Records from a data collection:
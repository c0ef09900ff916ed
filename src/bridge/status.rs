use bitmaps::Bitmap;

use crate::bridge::{
    regs::map::StatusReg,
    toggle::RecordReceiver,
    types::{DumpData, DumpRecord, Latched, MeasurementRecord, MeasurementTaps},
};

const FLAG_COUNT: usize = 2;

/// Bit positions of the sticky flags (also their `STATUS` register bits).
#[derive(Debug, Clone, Copy, PartialEq, Eq)]
#[repr(usize)]
pub enum StatusBit {
    TicSeen = 0,
    DumpSeen = 1,
}

impl StatusBit {
    pub const ALL: [StatusBit; FLAG_COUNT] = [StatusBit::TicSeen, StatusBit::DumpSeen];
}

/// A set of sticky status bits, used both for the flags themselves and for
/// set/clear masks.
#[derive(Debug, Default, Clone, Copy, PartialEq, Eq)]
pub struct StatusFlags(Bitmap<FLAG_COUNT>);

impl StatusFlags {
    pub fn new() -> Self {
        Self(Bitmap::new())
    }

    pub fn with(mut self, bit: StatusBit) -> Self {
        self.insert(bit);
        self
    }

    #[inline]
    pub fn contains(&self, bit: StatusBit) -> bool {
        self.0.get(bit as usize)
    }

    pub fn insert(&mut self, bit: StatusBit) {
        self.0.set(bit as usize, true);
    }

    pub fn remove(&mut self, bit: StatusBit) {
        self.0.set(bit as usize, false);
    }

    pub fn is_empty(&self) -> bool {
        self.0.is_empty()
    }

    pub fn union(mut self, other: StatusFlags) -> Self {
        for bit in StatusBit::ALL {
            if other.contains(bit) {
                self.insert(bit);
            }
        }
        self
    }

    /// Decodes the flag bits of a `STATUS` register word; other bits are ignored.
    pub fn from_register(raw: u32) -> Self {
        let reg = StatusReg::new_with_raw_value(raw);
        let mut flags = Self::new();
        if reg.tic_seen() {
            flags.insert(StatusBit::TicSeen);
        }
        if reg.dump_seen() {
            flags.insert(StatusBit::DumpSeen);
        }
        flags
    }

    pub fn to_register(&self) -> u32 {
        StatusReg::new_with_raw_value(0)
            .with_tic_seen(self.contains(StatusBit::TicSeen))
            .with_dump_seen(self.contains(StatusBit::DumpSeen))
            .raw_value()
    }
}

/// Sticky flags with set-wins-over-clear arbitration.
#[derive(Debug, Default, Clone, Copy, PartialEq, Eq)]
pub struct StickyStatus {
    flags: StatusFlags,
}

impl StickyStatus {
    /// Applies one tick worth of sets and clears. A bit present in both
    /// `set` and `clear` ends up set.
    pub fn apply(&mut self, set: StatusFlags, clear: StatusFlags) {
        for bit in StatusBit::ALL {
            if set.contains(bit) {
                self.flags.insert(bit);
            } else if clear.contains(bit) {
                self.flags.remove(bit);
            }
        }
    }

    #[inline]
    pub fn flags(&self) -> StatusFlags {
        self.flags
    }
}

/// Control-domain owner of the shadow copies, the tic counter and the sticky
/// status.
///
/// Nothing else mutates this state: event sets come from its own toggle
/// receivers and clears arrive as queued requests handed to [`Self::tick`].
///
/// A record whose sequence number does not advance past the one already held
/// comes from a restarted sampling domain. Sequence 0 is the default record
/// republished on reset: it only resynchronizes the shadow copy and is neither
/// counted nor flagged. A lower non-zero sequence is a real event, the first
/// one seen since the restart, and only the events missed since the restart
/// are added to the coalesced counters.
#[derive(Debug, Default, Clone)]
pub struct ShadowBank<const D: usize = 2> {
    dump: DumpRecord,
    measurement: MeasurementRecord,
    tic_count: u32,
    status: StickyStatus,
    dump_rx: RecordReceiver<DumpData, D>,
    tic_rx: RecordReceiver<MeasurementTaps, D>,
    coalesced_dumps: u32,
    coalesced_tics: u32,
}

impl<const D: usize> ShadowBank<D> {
    pub fn new() -> Self {
        Self {
            dump: DumpRecord::default(),
            measurement: MeasurementRecord::default(),
            tic_count: 0,
            status: StickyStatus::default(),
            dump_rx: RecordReceiver::new(),
            tic_rx: RecordReceiver::new(),
            coalesced_dumps: 0,
            coalesced_tics: 0,
        }
    }

    /// Advances one control tick.
    ///
    /// `dump` and `measurement` are the records currently published by the
    /// sampling domain; `clear` holds the clear requests accepted on earlier
    /// ticks. Returns the flags set on this tick.
    pub fn tick(
        &mut self,
        dump: &DumpRecord,
        measurement: &MeasurementRecord,
        clear: StatusFlags,
    ) -> StatusFlags {
        let mut set = StatusFlags::new();

        if let Some(record) = self.tic_rx.tick(*measurement) {
            if let Arrival::Event { missed } = classify(&self.measurement, &record, "tic") {
                self.coalesced_tics = self.coalesced_tics.saturating_add(missed);
                self.tic_count = self.tic_count.wrapping_add(1);
                set.insert(StatusBit::TicSeen);
            }
            self.measurement = record;
        }

        if let Some(record) = self.dump_rx.tick(*dump) {
            if let Arrival::Event { missed } = classify(&self.dump, &record, "dump") {
                self.coalesced_dumps = self.coalesced_dumps.saturating_add(missed);
                set.insert(StatusBit::DumpSeen);
            }
            self.dump = record;
        }

        self.status.apply(set, clear);
        set
    }

    pub fn dump(&self) -> &DumpRecord {
        &self.dump
    }

    pub fn measurement(&self) -> &MeasurementRecord {
        &self.measurement
    }

    pub fn tic_count(&self) -> u32 {
        self.tic_count
    }

    pub fn status(&self) -> StatusFlags {
        self.status.flags()
    }

    /// Dump events that were overwritten or coalesced before being recorded.
    pub fn coalesced_dumps(&self) -> u32 {
        self.coalesced_dumps
    }

    /// Timer events that were overwritten or coalesced before being recorded.
    pub fn coalesced_tics(&self) -> u32 {
        self.coalesced_tics
    }

    pub fn reset(&mut self) {
        *self = Self::new();
    }
}

enum Arrival {
    /// Default record of a freshly reset source.
    Restart,
    Event { missed: u32 },
}

fn classify<P>(previous: &Latched<P>, next: &Latched<P>, what: &str) -> Arrival {
    if next.sequence == 0 {
        log::info!("{what} source reset");
        return Arrival::Restart;
    }
    if next.sequence <= previous.sequence {
        log::info!(
            "{what} source restarted, sequence {} after {}",
            next.sequence,
            previous.sequence
        );
        return Arrival::Event {
            missed: next.sequence - 1,
        };
    }
    let missed = next.sequence - previous.sequence - 1;
    if missed != 0 {
        log::warn!(
            "{what} sequence jumped from {} to {}",
            previous.sequence,
            next.sequence
        );
    }
    Arrival::Event { missed }
}
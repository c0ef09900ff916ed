use crate::bridge::{toggle::ToggleSender, types::Latched};

/// Holding record for one kind of sampling-domain event.
///
/// Every pulse overwrites the record unconditionally, bumps the sequence
/// number and flips the toggle marker. Nothing is buffered: a pulse that lands
/// before the previous one was picked up replaces it.
#[derive(Debug, Default, Clone)]
pub struct Latch<P: Copy + Default> {
    record: Latched<P>,
    marker: ToggleSender,
}

impl<P: Copy + Default> Latch<P> {
    pub fn new() -> Self {
        Self {
            record: Latched::default(),
            marker: ToggleSender::new(),
        }
    }

    /// Captures `payload` and returns the updated record.
    pub fn capture(&mut self, payload: P) -> Latched<P> {
        self.record = Latched {
            sequence: self.record.sequence.wrapping_add(1),
            toggle: self.marker.flip(),
            payload,
        };
        self.record
    }

    #[inline]
    pub fn record(&self) -> &Latched<P> {
        &self.record
    }

    pub fn reset(&mut self) {
        self.record = Latched::default();
        self.marker.reset();
    }
}
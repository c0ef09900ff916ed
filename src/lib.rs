//! A `no_std`, no-alloc clock-domain bridge for a GNSS tracking channel.
//!
//! The unit sits between two independently paced execution domains:
//!
//! - a fast, free-running **sampling** domain that hosts the correlator
//!   collaborator, the periodic timer and the measurement/dump latches, and
//! - a slower **control** domain that answers register transactions and keeps
//!   shadow copies plus sticky status of whatever the sampling domain produced.
//!
//! # Architecture
//!
//! ```text
//! ┌──────────────────────────┐  ControlWord    ┌──────────────────────────┐
//! │   Control domain         │  TimerConfig    │   Sampling domain        │
//! │                          │────────────────▶│                          │
//! │  RegisterPort (bus FSM)  │  Source → Sink  │  Synchronizer<D>         │
//! │  ControlRegs             │                 │  TimerGenerator          │
//! │                          │  DumpRecord     │  Latch<Dump|Measurement> │
//! │  ShadowBank (owner of    │◀────────────────│                          │
//! │  sticky status)          │  toggle marker  │  collaborator I/O        │
//! └──────────────────────────┘                 └──────────────────────────┘
//! ```
//!
//! - Every value that crosses has exactly one writer domain. The other domain
//!   reads it through a [`Synchronizer`](bridge::Synchronizer) or a toggle
//!   handshake and never mutates it.
//! - Events are signalled by flipping a toggle marker. Two flips inside the
//!   synchronization window coalesce; this is a documented rate constraint on
//!   the source, not an error.
//! - Sticky flags are only mutated by the shadow owner. Write-one-to-clear
//!   requests are queued and applied one control tick later, and a set on the
//!   same tick wins over the clear.
//!
//! # Example
//!
//! ```rust,no_run
//! use gnss_track_bridge::prelude::*;
//!
//! let mut bridge = BridgeBuilder::new().default_depth().build().unwrap();
//! let (mut control, mut sampling) = bridge.split();
//! let mut master = BusMaster::new();
//!
//! // Program a 1 ms timer at 1.6368 MHz and enable it.
//! for (addr, data) in [(map::TIMER_PERIOD, 1_636_800), (map::CONTROL, 1)] {
//!     master.start_write(addr, data, STROBE_ALL).unwrap();
//!     master
//!         .run(16, |inputs| {
//!             let out = control.tick(inputs);
//!             for _ in 0..4 {
//!                 sampling.tick(&SamplingInputs::default());
//!             }
//!             out
//!         })
//!         .unwrap();
//! }
//! ```

#![deny(unsafe_code)]
#![no_std]

#[cfg(test)]
extern crate std;

pub mod bridge;

pub mod prelude {
    pub use crate::bridge::prelude::*;
}
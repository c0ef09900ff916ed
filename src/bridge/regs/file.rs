use arbitrary_int::u4;
use bitmaps::Bitmap;

use crate::bridge::{
    builder::BridgeConfig,
    helpers::{merge_lanes, sign_extend_i16},
    regs::map::{
        ControlReg, PrnReg, Register, SlewAmountReg, SlewRequestReg, Target, WindowField,
    },
    status::{ShadowBank, StatusFlags},
    toggle::ToggleSender,
    types::{ControlWord, TimerConfig},
};

/// The decode side the register port drives.
///
/// A read must not have side effects. A write is always accepted; writes to
/// read-only or unmapped addresses are dropped by the implementation.
pub trait RegisterTarget {
    fn read(&self, addr: u16) -> u32;
    fn write(&mut self, addr: u16, data: u32, strobe: u4);
}

pub(crate) const DIRTY_TIMER: usize = 0;
pub(crate) const DIRTY_CHANNEL: usize = 1;
const DIRTY_COUNT: usize = 2;

/// Register-backed values the control domain owns and mirrors into the
/// sampling domain.
///
/// Writes mark the touched value dirty; the control domain publishes dirty
/// values at the end of its tick.
#[derive(Debug, Clone)]
pub struct ControlRegs {
    timer: TimerConfig,
    channel: ControlWord,
    slew: ToggleSender,
    dirty: Bitmap<DIRTY_COUNT>,
}

impl ControlRegs {
    pub fn new(timer: TimerConfig) -> Self {
        let mut dirty = Bitmap::new();
        dirty.set(DIRTY_TIMER, true);
        dirty.set(DIRTY_CHANNEL, true);
        Self {
            timer,
            channel: ControlWord::default(),
            slew: ToggleSender::new(),
            dirty,
        }
    }

    #[inline]
    pub fn timer(&self) -> &TimerConfig {
        &self.timer
    }

    #[inline]
    pub fn channel(&self) -> &ControlWord {
        &self.channel
    }

    pub fn any_dirty(&self) -> bool {
        !self.dirty.is_empty()
    }

    /// Calls `f` with the index of every dirty value, then clears them.
    pub(crate) fn drain_dirty(&mut self, mut f: impl FnMut(usize)) {
        let mut idx = self.dirty.first_index();
        while let Some(i) = idx {
            f(i);
            idx = self.dirty.next_index(i);
        }
        self.dirty = Bitmap::new();
    }

    fn write_timer(&mut self, timer: TimerConfig) {
        if timer != self.timer {
            self.timer = timer;
            self.dirty.set(DIRTY_TIMER, true);
        }
    }

    fn write_channel(&mut self, channel: ControlWord) {
        if channel != self.channel {
            self.channel = channel;
            self.dirty.set(DIRTY_CHANNEL, true);
        }
    }
}

/// Decode view over the control domain's state for one register access.
///
/// Accepted `STATUS` writes are not applied here; their clear mask is handed
/// to `request_clear` so the shadow owner can apply it on a later tick.
pub struct ControlFile<'a, const D: usize, F: FnMut(StatusFlags)> {
    pub(crate) config: &'a BridgeConfig,
    pub(crate) regs: &'a mut ControlRegs,
    pub(crate) shadow: &'a ShadowBank<D>,
    pub(crate) request_clear: F,
}

impl<'a, const D: usize, F: FnMut(StatusFlags)> ControlFile<'a, D, F> {
    fn read_window(&self, field: WindowField) -> u32 {
        let dump = self.shadow.dump();
        let acc = &dump.payload.accumulators;
        let meas = self.shadow.measurement();
        let taps = &meas.payload;
        match field {
            WindowField::DumpSequence => dump.sequence,
            WindowField::EarlyI => sign_extend_i16(acc.early_i),
            WindowField::EarlyQ => sign_extend_i16(acc.early_q),
            WindowField::PromptI => sign_extend_i16(acc.prompt_i),
            WindowField::PromptQ => sign_extend_i16(acc.prompt_q),
            WindowField::LateI => sign_extend_i16(acc.late_i),
            WindowField::LateQ => sign_extend_i16(acc.late_q),
            WindowField::DumpEpoch => u32::from(dump.payload.epoch),
            WindowField::MeasurementSequence => meas.sequence,
            WindowField::MeasurementEpoch => u32::from(taps.epoch),
            WindowField::CodePhase => u32::from(taps.code_phase.value()),
            WindowField::CodeNcoPhase => u32::from(taps.code_nco_phase.value()),
            WindowField::CarrierCycle => taps.carrier_cycle.value(),
            WindowField::CarrierNcoPhase => u32::from(taps.carrier_nco_phase.value()),
        }
    }

    fn read_fixed(&self, reg: Register) -> u32 {
        let regs = &*self.regs;
        match reg {
            Register::Id => self.config.id,
            Register::Version => self.config.version,
            Register::TimerPeriod => regs.timer.period,
            Register::Control => ControlReg::new_with_raw_value(0)
                .with_timer_enable(regs.timer.enabled)
                .raw_value(),
            Register::TicCount => self.shadow.tic_count(),
            Register::Status => self.shadow.status().to_register(),
            Register::ChPrn => u32::from(regs.channel.prn),
            Register::ChCarrIncr => regs.channel.carrier_increment,
            Register::ChCodeIncr => regs.channel.code_increment,
            Register::ChSlewAmount => u32::from(regs.channel.slew_amount.value()),
            Register::ChSlewRequest => 0,
            Register::ChEnable => u32::from(regs.channel.enable()),
        }
    }

    fn write_fixed(&mut self, reg: Register, data: u32, strobe: u4) {
        let mut timer = self.regs.timer;
        let mut channel = self.regs.channel;

        match reg {
            Register::TimerPeriod => {
                timer.period = merge_lanes(timer.period, data, strobe);
            }
            Register::Control => {
                let old = ControlReg::new_with_raw_value(0).with_timer_enable(timer.enabled);
                let merged = merge_lanes(old.raw_value(), data, strobe);
                let new = ControlReg::new_with_raw_value(merged);
                timer.enabled = new.timer_enable();
            }
            Register::Status => {
                let clear = StatusFlags::from_register(merge_lanes(0, data, strobe));
                if !clear.is_empty() {
                    (self.request_clear)(clear);
                }
            }
            Register::ChPrn => {
                // PRN and the derived enable change together.
                let old = u32::from(channel.prn);
                channel.prn = PrnReg::new_with_raw_value(merge_lanes(old, data, strobe)).prn();
            }
            Register::ChCarrIncr => {
                channel.carrier_increment = merge_lanes(channel.carrier_increment, data, strobe);
            }
            Register::ChCodeIncr => {
                channel.code_increment = merge_lanes(channel.code_increment, data, strobe);
            }
            Register::ChSlewAmount => {
                let old = u32::from(channel.slew_amount.value());
                channel.slew_amount =
                    SlewAmountReg::new_with_raw_value(merge_lanes(old, data, strobe)).amount();
            }
            Register::ChSlewRequest => {
                if SlewRequestReg::new_with_raw_value(merge_lanes(0, data, strobe)).request() {
                    channel.slew_toggle = self.regs.slew.flip();
                }
            }
            Register::Id | Register::Version | Register::TicCount | Register::ChEnable => {
                log::trace!("write to read-only {reg:?} dropped");
            }
        }

        self.regs.write_timer(timer);
        self.regs.write_channel(channel);
    }
}

impl<'a, const D: usize, F: FnMut(StatusFlags)> RegisterTarget for ControlFile<'a, D, F> {
    fn read(&self, addr: u16) -> u32 {
        let value = match Target::decode(addr) {
            Target::Fixed(reg) => self.read_fixed(reg),
            Target::Window { field, .. } => self.read_window(field),
            Target::Unmapped => 0,
        };
        log::trace!("read {addr:#06x} -> {value:#010x}");
        value
    }

    fn write(&mut self, addr: u16, data: u32, strobe: u4) {
        log::debug!(
            "write {addr:#06x} <- {data:#010x} (strobe {:#06b})",
            strobe.value()
        );
        match Target::decode(addr) {
            Target::Fixed(reg) => self.write_fixed(reg, data, strobe),
            Target::Window { .. } | Target::Unmapped => {
                log::trace!("write to {addr:#06x} dropped");
            }
        }
    }
}
//! ESign API server - backend for embedded e-signature flows
//!
//! Provides the HTTP surface around a third-party e-signature provider:
//! - Signing-ceremony orchestration (token → envelope → recipient view)
//! - Session-scoped access-token caching
//! - Server-side document download proxy

use std::sync::Arc;

use axum::{
    http::Method,
    routing::{get, post},
    Router,
};
use tower_http::cors::{Any, CorsLayer};
use tower_http::trace::TraceLayer;

pub mod error;
pub mod handlers;
pub mod models;
pub mod session;
pub mod state;
pub mod token;

use state::AppState;

/// Build the application router with CORS and request tracing applied.
pub fn router(state: Arc<AppState>) -> Router {
    // The signing frontend may be served from another origin; GET/POST only.
    let cors = CorsLayer::new()
        .allow_origin(Any)
        .allow_methods([Method::GET, Method::POST])
        .allow_headers(Any);

    Router::new()
        // Health check
        .route("/health", get(handlers::health))
        // Pages
        .route("/", get(handlers::home))
        .route("/success", get(handlers::success))
        // Signing flow
        .route("/form", post(handlers::start_signing))
        .route("/get-access-token", get(handlers::access_token))
        // Document delivery
        .route("/download-document", get(handlers::download_document))
        // Add middleware
        .layer(TraceLayer::new_for_http())
        .layer(cors)
        .with_state(state)
}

Instructions for the task: Lines holding the string "ControlRegs" in the records above must be counted; give the number alone.

Finished task: 4